Check every line of the data for the string "Months" and copy the ones that have it.
Recorded data START
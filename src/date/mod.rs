// Copyright (c) 2021-2024 Harry [Majored] [hello@majored.pw]
// MIT License (https://github.com/Majored/rs-async-zip/blob/main/LICENSE)

use chrono::{DateTime, Datelike, Duration, Months, NaiveDate, TimeZone, Timelike, Utc};

// https://github.com/Majored/rs-async-zip/blob/main/SPECIFICATION.md#446
// https://learn.microsoft.com/en-us/windows/win32/api/oleauto/nf-oleauto-dosdatetimetovarianttime

/// The first year representable by an MS-DOS date.
const DOS_EPOCH_YEAR: i32 = 1980;

/// A date and time stored as per the MS-DOS representation used by ZIP files.
///
/// All conversions to and from UNIX time are performed in UTC.
#[derive(Debug, Default, PartialEq, Eq, Clone, Copy, Hash)]
pub struct ZipDateTime {
    pub(crate) date: u16,
    pub(crate) time: u16,
}

impl ZipDateTime {
    /// Constructs a date & time from its raw `date` and `time` words.
    pub fn from_raw(date: u16, time: u16) -> Self {
        Self { date, time }
    }

    /// Returns the raw `date` word.
    pub fn date(&self) -> u16 {
        self.date
    }

    /// Returns the raw `time` word.
    pub fn time(&self) -> u16 {
        self.time
    }

    /// Returns the year of this date & time.
    pub fn year(&self) -> i32 {
        i32::from((self.date >> 9) & 0x7F) + DOS_EPOCH_YEAR
    }

    /// Returns the month of this date & time.
    pub fn month(&self) -> u32 {
        ((self.date >> 5) & 0xF).into()
    }

    /// Returns the day of this date & time.
    pub fn day(&self) -> u32 {
        (self.date & 0x1F).into()
    }

    /// Returns the hour of this date & time.
    pub fn hour(&self) -> u32 {
        ((self.time >> 11) & 0x1F).into()
    }

    /// Returns the minute of this date & time.
    pub fn minute(&self) -> u32 {
        ((self.time >> 5) & 0x3F).into()
    }

    /// Returns the second of this date & time.
    ///
    /// Note that MS-DOS has a maximum granularity of two seconds.
    pub fn second(&self) -> u32 {
        ((self.time & 0x1F) << 1).into()
    }

    /// Encodes a UNIX timestamp.
    ///
    /// Odd seconds are rounded down, and any instant before 1980 encodes as an all-zero date & time.
    pub fn from_unix(seconds: u32) -> Self {
        match Utc.timestamp_opt(i64::from(seconds), 0).single() {
            Some(datetime) => Self::from_chrono(&datetime),
            None => Self::default(),
        }
    }

    /// Decodes this date & time into a UNIX timestamp.
    ///
    /// Fields outside their usual ranges are normalised arithmetically rather than rejected, so a day of zero is
    /// the last day of the previous month.
    pub fn to_unix(&self) -> u32 {
        self.as_chrono().map(|datetime| u32::try_from(datetime.timestamp()).unwrap_or(0)).unwrap_or(0)
    }

    /// Constructs chrono's [`DateTime`] representation of this date & time.
    pub fn as_chrono(&self) -> Option<DateTime<Utc>> {
        let start_of_year = NaiveDate::from_ymd_opt(self.year(), 1, 1)?;
        let month = match self.month() {
            0 => start_of_year.checked_sub_months(Months::new(1))?,
            month => start_of_year.checked_add_months(Months::new(month - 1))?,
        };
        let day = month.checked_add_signed(Duration::days(i64::from(self.day()) - 1))?;

        let seconds = i64::from(self.hour()) * 3600 + i64::from(self.minute()) * 60 + i64::from(self.second());
        let naive = day.and_hms_opt(0, 0, 0)?.checked_add_signed(Duration::seconds(seconds))?;

        Some(Utc.from_utc_datetime(&naive))
    }

    /// Constructs this date & time from chrono's [`DateTime`] representation.
    pub fn from_chrono(datetime: &DateTime<Utc>) -> Self {
        if datetime.year() < DOS_EPOCH_YEAR {
            return Self::default();
        }

        let date = datetime.day() + (datetime.month() << 5) + (((datetime.year() - DOS_EPOCH_YEAR) as u32) << 9);
        let time = datetime.second() / 2 + (datetime.minute() << 5) + (datetime.hour() << 11);

        Self { date: date as u16, time: time as u16 }
    }
}

impl From<&DateTime<Utc>> for ZipDateTime {
    fn from(value: &DateTime<Utc>) -> Self {
        Self::from_chrono(value)
    }
}

impl From<DateTime<Utc>> for ZipDateTime {
    fn from(value: DateTime<Utc>) -> Self {
        Self::from_chrono(&value)
    }
}

/// Returns the current UNIX time in seconds, saturating at the bounds of a `u32`.
pub(crate) fn unix_now() -> u32 {
    u32::try_from(Utc::now().timestamp().max(0)).unwrap_or(u32::MAX)
}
Recorded data END
### [Solved exercise]
use chrono::{DateTime, Datelike, Duration, Months, NaiveDate, TimeZone, Timelike, Utc};
            0 => start_of_year.checked_sub_months(Months::new(1))?,
            month => start_of_year.checked_add_months(Months::new(month - 1))?,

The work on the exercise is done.